Characterization of the sequence of interactions of the fusion domain of the simian immunodeficiency virus with membranes. Role of the membrane dipole potential.

The simian immunodeficiency virus fusion peptide constitutes a 12-residue N-terminal segment of the gp32 protein that is involved in the fusion between the viral and cellular membranes, facilitating the penetration of the virus in the host cell. Simian immunodeficiency virus fusion peptide is a hydrophobic peptide that in Me(2)SO forms aggregates that contain beta-sheet pleated structures. When added to aqueous media the peptide forms large colloidal aggregates. In the presence of lipidic membranes, however, the peptide interacts with the membranes and causes small changes of the membrane electrostatic potential as shown by fluorescein phosphatidylethanolamine fluorescence. Thioflavin T fluorescence and Fourier transformed infrared spectroscopy measurements reveal that the interaction of the peptide with the membrane bilayer results in complete disassembly of the aggregates originating from an Me(2)SO stock solution. Above a lipid/peptide ratio of about 5, the membrane disaggregation and water precipitation processes become dependent on the absolute peptide concentration rather than on the lipid/peptide ratio. A schematic mechanism is proposed, which sheds light on how peptide-peptide interactions can be favored with respect to peptide-lipid interactions at various lipid/peptide ratios.
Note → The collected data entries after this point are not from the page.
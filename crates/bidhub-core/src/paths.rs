//! 统一路径与目录约定。
//!
//! 目标：
//! - 将落盘路径集中管理（配置文件、本地会话存储）
//! - 数据目录优先取环境变量 `BIDHUB_HOME`，否则为 `$HOME/.bidhub-console`
//!
//! 作者：BidHub 管理后台项目组
//! 创建时间：2026-10-18
//! 修改时间：2026-10-18

use std::path::PathBuf;

use anyhow::{anyhow, Result};

/// 数据目录环境变量名。
pub const HOME_ENV: &str = "BIDHUB_HOME";

/// `$HOME` 下的默认目录名。
pub const DEFAULT_DIR: &str = ".bidhub-console";

/// 获取数据根目录。
///
/// 异常处理：
/// - `BIDHUB_HOME` 与 `HOME`（Windows 下为 `USERPROFILE`）均不存在时返回错误
pub fn data_dir() -> Result<PathBuf> {
    if let Some(dir) = std::env::var_os(HOME_ENV).filter(|v| !v.is_empty()) {
        return Ok(PathBuf::from(dir));
    }
    let home = std::env::var_os("HOME")
        .or_else(|| std::env::var_os("USERPROFILE"))
        .ok_or_else(|| anyhow!("无法确定数据目录：请设置 {HOME_ENV}"))?;
    Ok(PathBuf::from(home).join(DEFAULT_DIR))
}

/// 默认配置文件：`<data_dir>/console-config.json`。
pub fn default_config_file() -> Result<PathBuf> {
    Ok(data_dir()?.join("console-config.json"))
}

/// 默认会话存储文件：`<data_dir>/local-storage.json`。
pub fn default_store_file() -> Result<PathBuf> {
    Ok(data_dir()?.join("local-storage.json"))
}
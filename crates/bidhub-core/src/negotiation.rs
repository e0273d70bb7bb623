//! 议价记录：按竞拍分组、排序与可操作性判定。
//!
//! 议价状态机完全由后端维护，本模块只对已拉取的数据做纯函数计算：
//! - 按 `bidId` 分组；组内任一记录为 `accepted` 即整组视为已成交
//! - 组按最近一条记录时间倒序；组内记录按时间正序（最早报价在前）
//! - 还价：组内无已接受记录时才允许
//! - 接受：只能接受该竞拍最近一条待处理记录，且必须来自对方
//!
//! 作者：BidHub 管理后台项目组
//! 创建时间：2026-10-18
//! 修改时间：2026-10-18

use std::collections::BTreeMap;

use serde::{Deserialize, Serialize};
use time::OffsetDateTime;

/// 议价参与方。
#[derive(Debug, Clone, Copy, PartialEq, Eq, Hash, Serialize, Deserialize)]
#[serde(rename_all = "snake_case")]
pub enum Party {
    /// 平台管理员。
    Admin,
    /// 买家/卖家用户。
    User,
}

impl Party {
    /// 对方。
    pub fn counterparty(&self) -> Party {
        match self {
            Party::Admin => Party::User,
            Party::User => Party::Admin,
        }
    }
}

/// 单条议价记录状态。
#[derive(Debug, Clone, Copy, PartialEq, Eq, Serialize, Deserialize)]
#[serde(rename_all = "snake_case")]
pub enum NegotiationStatus {
    Pending,
    Accepted,
    Rejected,
    Countered,
}

/// 单条议价记录（报价或还价）。
#[derive(Debug, Clone, PartialEq, Serialize, Deserialize)]
#[serde(rename_all = "camelCase")]
pub struct NegotiationRecord {
    #[serde(rename = "_id", alias = "id")]
    pub id: String,
    pub bid_id: String,
    pub offered_by: Party,
    pub price: f64,
    #[serde(default)]
    pub quantity: Option<u64>,
    #[serde(default)]
    pub message: Option<String>,
    pub status: NegotiationStatus,
    #[serde(default)]
    pub accepted_by: Option<Party>,
    #[serde(with = "time::serde::rfc3339")]
    pub created_at: OffsetDateTime,
}

impl NegotiationRecord {
    pub fn is_accepted(&self) -> bool {
        self.status == NegotiationStatus::Accepted
    }

    pub fn is_pending(&self) -> bool {
        self.status == NegotiationStatus::Pending
    }
}

/// 同一竞拍下的议价会话。
#[derive(Debug, Clone, PartialEq, Serialize)]
#[serde(rename_all = "camelCase")]
pub struct NegotiationGroup {
    pub bid_id: String,
    /// 按时间正序。
    pub records: Vec<NegotiationRecord>,
    pub accepted: bool,
    pub accepted_by: Option<Party>,
}

impl NegotiationGroup {
    fn from_records(bid_id: String, mut records: Vec<NegotiationRecord>) -> Self {
        records.sort_by(|a, b| a.created_at.cmp(&b.created_at).then_with(|| a.id.cmp(&b.id)));
        let accepted_record = records.iter().find(|r| r.is_accepted());
        let accepted = accepted_record.is_some();
        let accepted_by =
            accepted_record.map(|r| r.accepted_by.unwrap_or_else(|| r.offered_by.counterparty()));
        Self {
            bid_id,
            accepted,
            accepted_by,
            records,
        }
    }

    /// 最近一条记录的时间（空组返回 `None`）。
    pub fn latest_at(&self) -> Option<OffsetDateTime> {
        self.records.last().map(|r| r.created_at)
    }

    /// 最近一条待处理记录。
    pub fn latest_pending(&self) -> Option<&NegotiationRecord> {
        self.records.iter().rev().find(|r| r.is_pending())
    }
}

/// 按竞拍分组并排序。
pub fn group_by_bid<I>(records: I) -> Vec<NegotiationGroup>
where
    I: IntoIterator<Item = NegotiationRecord>,
{
    let mut buckets: BTreeMap<String, Vec<NegotiationRecord>> = BTreeMap::new();
    for record in records {
        buckets.entry(record.bid_id.clone()).or_default().push(record);
    }
    let mut groups: Vec<NegotiationGroup> = buckets
        .into_iter()
        .map(|(bid_id, records)| NegotiationGroup::from_records(bid_id, records))
        .collect();
    // 时间相同按 bid_id 排，保证多次分组结果一致。
    groups.sort_by(|a, b| b.latest_at().cmp(&a.latest_at()).then_with(|| a.bid_id.cmp(&b.bid_id)));
    groups
}

/// 将分组结果按展示顺序摊平。
pub fn flatten(groups: &[NegotiationGroup]) -> Vec<NegotiationRecord> {
    groups.iter().flat_map(|g| g.records.iter().cloned()).collect()
}

/// 该竞拍是否已成交。
pub fn has_accepted_negotiation(group: &NegotiationGroup) -> bool {
    group.records.iter().any(NegotiationRecord::is_accepted)
}

/// 能否对该竞拍继续还价。
pub fn can_make_counter_for_bid(group: &NegotiationGroup) -> bool {
    !has_accepted_negotiation(group)
}

/// `viewer` 能否接受指定记录。
pub fn can_accept(group: &NegotiationGroup, record_id: &str, viewer: Party) -> bool {
    if has_accepted_negotiation(group) {
        return false;
    }
    match group.latest_pending() {
        Some(latest) => latest.id == record_id && latest.offered_by == viewer.counterparty(),
        None => false,
    }
}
These studies are augmented by the use of the fluorescent dye 1-(3-sulfonatopropyl)-4-[beta[2-(di-n-octylamino)-6-naphthyl]vinyl ] pyridinium betaine that shows the interaction of the peptide with the membranes has a clear effect on the magnitude of the so-called dipole potential that arises from dipolar groups located on the lipid molecules and oriented water molecules at the membrane-water interface. It is shown that the variation of the membrane dipole potential affects the extent of the membrane fusion caused by the peptide and implicates the dipolar properties of membranes in their fusion.